チナミは悔しげに舌打ちしていたルーカスから半ば強引にレーザーソードを奪った。ルーカスが思わず文句を言うが、チナミは聞いていない。チナミはあちこち身体が燃えて悶え苦しむキョウヤにジワジワと近付き、そして勢いよく高圧レーザーの刃をキョウヤの顔面に突き刺した。後ろ姿なのでチナミの顔は見えなかったが、なんか……………凄く怖い。
「ク、クカカカ? ……クカカガギャァアアアアアアアアアアア!!!!」
キョウヤの口から苦痛と恐怖に満ちた断末魔が上がる。チナミが淡々とした調子でキョウヤに語りかける。
「痛いの? それは………良かったわ。アタシはね、アナタを殺したくて殺したくて仕方がなかったんだ。

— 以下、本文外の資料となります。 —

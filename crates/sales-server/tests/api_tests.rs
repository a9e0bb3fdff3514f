//! HTTP API tests against an in-memory store

mod common;

use std::time::Duration;

use axum::http::StatusCode;
use common::{sample_sales, TestApp};
use serde_json::{json, Value};

/// Poll the run log until it holds `count` records
async fn wait_for_logs(app: &TestApp, count: usize) -> Vec<Value> {
    for _ in 0..250 {
        let (status, body) = app.get("/api/v1/data/refresh/logs").await;
        assert_eq!(status, StatusCode::OK);
        let logs = body["logs"].as_array().cloned().unwrap_or_default();
        if logs.len() >= count {
            return logs;
        }
        tokio::time::sleep(Duration::from_millis(20)).await;
    }
    panic!("run log never reached {count} records");
}

// ============================================================================
// Refresh
// ============================================================================

#[tokio::test]
async fn test_refresh_is_accepted_and_logged() {
    let app = TestApp::new(&sample_sales());

    let (status, body) = app.post_json("/api/v1/data/refresh", json!({})).await;

    assert_eq!(status, StatusCode::ACCEPTED);
    assert_eq!(body["status"], "processing");
    assert_eq!(body["message"], "Data refresh initiated");

    let logs = wait_for_logs(&app, 1).await;
    assert_eq!(logs[0]["status"], "success");
    assert_eq!(logs[0]["rows_loaded"], 4);
    assert!(logs[0].get("error_msg").is_none());

    let counts = app.store.counts();
    assert_eq!((counts.customers, counts.products, counts.orders), (1, 3, 4));
}

#[tokio::test]
async fn test_refresh_of_missing_file_is_still_accepted() {
    let app = TestApp::new(&[]);
    let path = app.csv.path().to_path_buf();
    std::fs::remove_file(&path).unwrap();

    let (status, _) = app.post_json("/api/v1/data/refresh", json!({})).await;
    assert_eq!(status, StatusCode::ACCEPTED);

    let logs = wait_for_logs(&app, 1).await;
    assert_eq!(logs[0]["status"], "failed");
    assert_eq!(logs[0]["rows_loaded"], 0);
    assert!(logs[0]["error_msg"]
        .as_str()
        .unwrap()
        .starts_with("failed to open file"));
}

#[tokio::test]
async fn test_logs_are_newest_first_and_limited() {
    let app = TestApp::new(&sample_sales());
    for _ in 0..3 {
        app.load().await;
    }

    let (status, body) = app.get("/api/v1/data/refresh/logs?limit=2").await;
    assert_eq!(status, StatusCode::OK);
    let logs = body["logs"].as_array().unwrap();
    assert_eq!(logs.len(), 2);
    let start = |log: &Value| {
        chrono::DateTime::parse_from_rfc3339(log["start_time"].as_str().unwrap()).unwrap()
    };
    assert!(start(&logs[0]) >= start(&logs[1]));

    let (status, body) = app.get("/api/v1/data/logs").await;
    assert_eq!(status, StatusCode::OK);
    assert_eq!(body["logs"].as_array().unwrap().len(), 3);
}

#[tokio::test]
async fn test_empty_run_log() {
    let app = TestApp::new(&sample_sales());

    let (status, body) = app.get("/api/v1/data/refresh/logs").await;

    assert_eq!(status, StatusCode::OK);
    assert_eq!(body, json!({ "logs": [] }));
}

// ============================================================================
// Cron
// ============================================================================

#[tokio::test]
async fn test_cron_create_returns_job_status() {
    let app = TestApp::new(&sample_sales());

    let (status, body) = app
        .post_json("/api/v1/cron/create", json!({ "interval": "1h" }))
        .await;

    assert_eq!(status, StatusCode::CREATED);
    assert_eq!(
        body["message"],
        "Cron job created successfully (replaced existing if any)"
    );
    assert_eq!(body["interval"], "1h");
    assert_eq!(body["status"]["active"], true);
    assert_eq!(body["status"]["job_id"], 1);
    assert!(body["status"]["next_run"].is_string());
    assert!(body["status"].get("previous_run").is_none());
}

#[tokio::test]
async fn test_cron_create_replaces_existing_job() {
    let app = TestApp::new(&sample_sales());
    app.post_json("/api/v1/cron/create", json!({ "interval": "1h" }))
        .await;

    let (status, body) = app
        .post_json("/api/v1/cron/create", json!({ "interval": "30m" }))
        .await;
    assert_eq!(status, StatusCode::CREATED);
    assert_eq!(body["status"]["job_id"], 2);

    let (_, body) = app.get("/api/v1/cron/status").await;
    assert_eq!(body["job_id"], 2);
    assert_eq!(body["interval"], "30m");
}

#[tokio::test]
async fn test_cron_create_requires_interval() {
    let app = TestApp::new(&sample_sales());

    let (status, body) = app.post_json("/api/v1/cron/create", json!({})).await;

    assert_eq!(status, StatusCode::BAD_REQUEST);
    assert_eq!(
        body["error"]["message"],
        "interval is required (e.g., '1h', '30m', '24h')"
    );
    assert_eq!(body["error"]["status"], 400);
}

#[tokio::test]
async fn test_cron_create_rejects_bad_interval() {
    let app = TestApp::new(&sample_sales());

    let (status, body) = app
        .post_json("/api/v1/cron/create", json!({ "interval": "soon" }))
        .await;

    assert_eq!(status, StatusCode::BAD_REQUEST);
    assert!(body["error"]["message"]
        .as_str()
        .unwrap()
        .starts_with("invalid interval \"soon\""));
    assert!(!app.scheduler.status().active);
}

#[tokio::test]
async fn test_cron_create_rejects_malformed_body() {
    let app = TestApp::new(&sample_sales());

    let (status, body) = app
        .send(
            axum::http::Request::builder()
                .method("POST")
                .uri("/api/v1/cron/create")
                .header("content-type", "application/json")
                .body(axum::body::Body::from("{not json"))
                .unwrap(),
        )
        .await;

    assert_eq!(status, StatusCode::BAD_REQUEST);
    assert_eq!(body["error"]["status"], 400);
}

#[tokio::test]
async fn test_cron_delete() {
    let app = TestApp::new(&sample_sales());

    let (status, body) = app.delete("/api/v1/cron/delete").await;
    assert_eq!(status, StatusCode::NOT_FOUND);
    assert_eq!(body["error"]["message"], "no active cron job to delete");

    app.post_json("/api/v1/cron/create", json!({ "interval": "1h" }))
        .await;
    let (status, body) = app.delete("/api/v1/cron/delete").await;
    assert_eq!(status, StatusCode::OK);
    assert_eq!(body["message"], "Cron job deleted successfully");

    let (_, body) = app.get("/api/v1/cron/status").await;
    assert_eq!(body["active"], false);
}

#[tokio::test]
async fn test_cron_status_without_job() {
    let app = TestApp::new(&sample_sales());

    let (status, body) = app.get("/api/v1/cron/status").await;

    assert_eq!(status, StatusCode::OK);
    assert_eq!(body, json!({ "active": false, "job_id": 0, "running": false }));
}

#[tokio::test]
async fn test_refresh_after_shutdown_is_an_error() {
    let app = TestApp::new(&sample_sales());
    app.scheduler.shutdown().await;

    let (status, body) = app.post_json("/api/v1/data/refresh", json!({})).await;
    assert_eq!(status, StatusCode::INTERNAL_SERVER_ERROR);
    assert_eq!(body["error"]["message"], "scheduler is shut down");

    let (status, _) = app
        .post_json("/api/v1/cron/create", json!({ "interval": "1h" }))
        .await;
    assert_eq!(status, StatusCode::INTERNAL_SERVER_ERROR);
}

// ============================================================================
// Revenue
// ============================================================================

const Q1: &str = "start_date=2024-01-01&end_date=2024-03-31";

#[tokio::test]
async fn test_total_revenue() {
    let app = TestApp::new(&sample_sales());
    app.load().await;

    let (status, body) = app.get(&format!("/api/v1/revenue/total?{Q1}")).await;

    assert_eq!(status, StatusCode::OK);
    assert_eq!(body["start_date"], "2024-01-01");
    assert_eq!(body["end_date"], "2024-03-31");
    assert_eq!(body["total_revenue"].as_f64().unwrap(), 330.0);
}

#[tokio::test]
async fn test_range_is_inclusive() {
    let app = TestApp::new(&sample_sales());
    app.load().await;

    let (_, body) = app
        .get("/api/v1/revenue/total?start_date=2024-06-01&end_date=2024-06-01")
        .await;

    assert_eq!(body["total_revenue"].as_f64().unwrap(), 25.0);
}

#[tokio::test]
async fn test_revenue_by_product() {
    let app = TestApp::new(&sample_sales());
    app.load().await;

    let (status, body) = app.get(&format!("/api/v1/revenue/product?{Q1}")).await;

    assert_eq!(status, StatusCode::OK);
    assert_eq!(
        body["products_revenue"],
        json!([
            { "product_id": "P1", "product_name": "Product P1", "total_revenue": 270.0 },
            { "product_id": "P2", "product_name": "Product P2", "total_revenue": 60.0 },
        ])
    );
}

#[tokio::test]
async fn test_revenue_by_category() {
    let app = TestApp::new(&sample_sales());
    app.load().await;

    let (_, body) = app
        .get("/api/v1/revenue/category?start_date=2024-01-01&end_date=2024-12-31")
        .await;

    assert_eq!(
        body["categories_revenue"],
        json!([
            { "category": "Electronics", "total_revenue": 270.0 },
            { "category": "Books", "total_revenue": 85.0 },
        ])
    );
}

#[tokio::test]
async fn test_revenue_by_region() {
    let app = TestApp::new(&sample_sales());
    app.load().await;

    let (_, body) = app.get(&format!("/api/v1/revenue/region?{Q1}")).await;

    assert_eq!(
        body["regions_revenue"],
        json!([
            { "region": "North", "total_revenue": 180.0 },
            { "region": "South", "total_revenue": 150.0 },
        ])
    );
}

#[tokio::test]
async fn test_revenue_rejects_bad_ranges() {
    let app = TestApp::new(&sample_sales());

    for query in [
        "",
        "?start_date=2024-01-01",
        "?start_date=01/01/2024&end_date=2024-03-31",
        "?start_date=2024-03-31&end_date=2024-01-01",
    ] {
        let (status, body) = app.get(&format!("/api/v1/revenue/total{query}")).await;
        assert_eq!(status, StatusCode::BAD_REQUEST, "query {query:?}");
        assert_eq!(body["error"]["status"], 400);
    }
}

#[tokio::test]
async fn test_revenue_over_empty_store_is_zero() {
    let app = TestApp::new(&sample_sales());

    let (_, body) = app.get(&format!("/api/v1/revenue/total?{Q1}")).await;
    assert_eq!(body["total_revenue"].as_f64().unwrap(), 0.0);

    let (_, body) = app.get(&format!("/api/v1/revenue/region?{Q1}")).await;
    assert_eq!(body["regions_revenue"], json!([]));
}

お母さんを目の前で殺しただけじゃなく、アタシが新しく得た………家族と言っても良い大事な仲間まで騙して殺して……それを平気で嘲笑ったアナタを」
ズブブブ………
「グガ………グガギャギャギャ……………」
「だから、娘として…………親のケジメはアタシ自身が付けてやる。それはあんな変な鳥じゃなくてアタシの役目なのよ。アナタをあの鳥なんかには殺させない」
ズブブブブ…………
「グ……グガ…………グ…グギャ……………ギャ……………」
「さようなら。永遠にっ!!」
ズブブブブブブ…………ブシャッ!!
「ク………………カ…………………カ…………………………カハッ…………………………………………………」
キョウヤは顔から全身を一刀両断されて遂に絶命した。彼は結局、最期まで狂人のまま、正気に戻ることもなくその生涯に幕を閉じた。それによってキョウヤの身体を構成していたインクはキョウヤが死んだことで跡形もなく消滅していった。
キョウヤが完全に息絶えてからしばらく経ち、チナミはキョウヤがいた所から一歩も動かずにいた。チナミは手の力が抜けたかのようにレーザーソードをポロリと落として、へたり込んだ。
その姿は…………まるで………何もかもが燃え尽きてしまったかのようだった。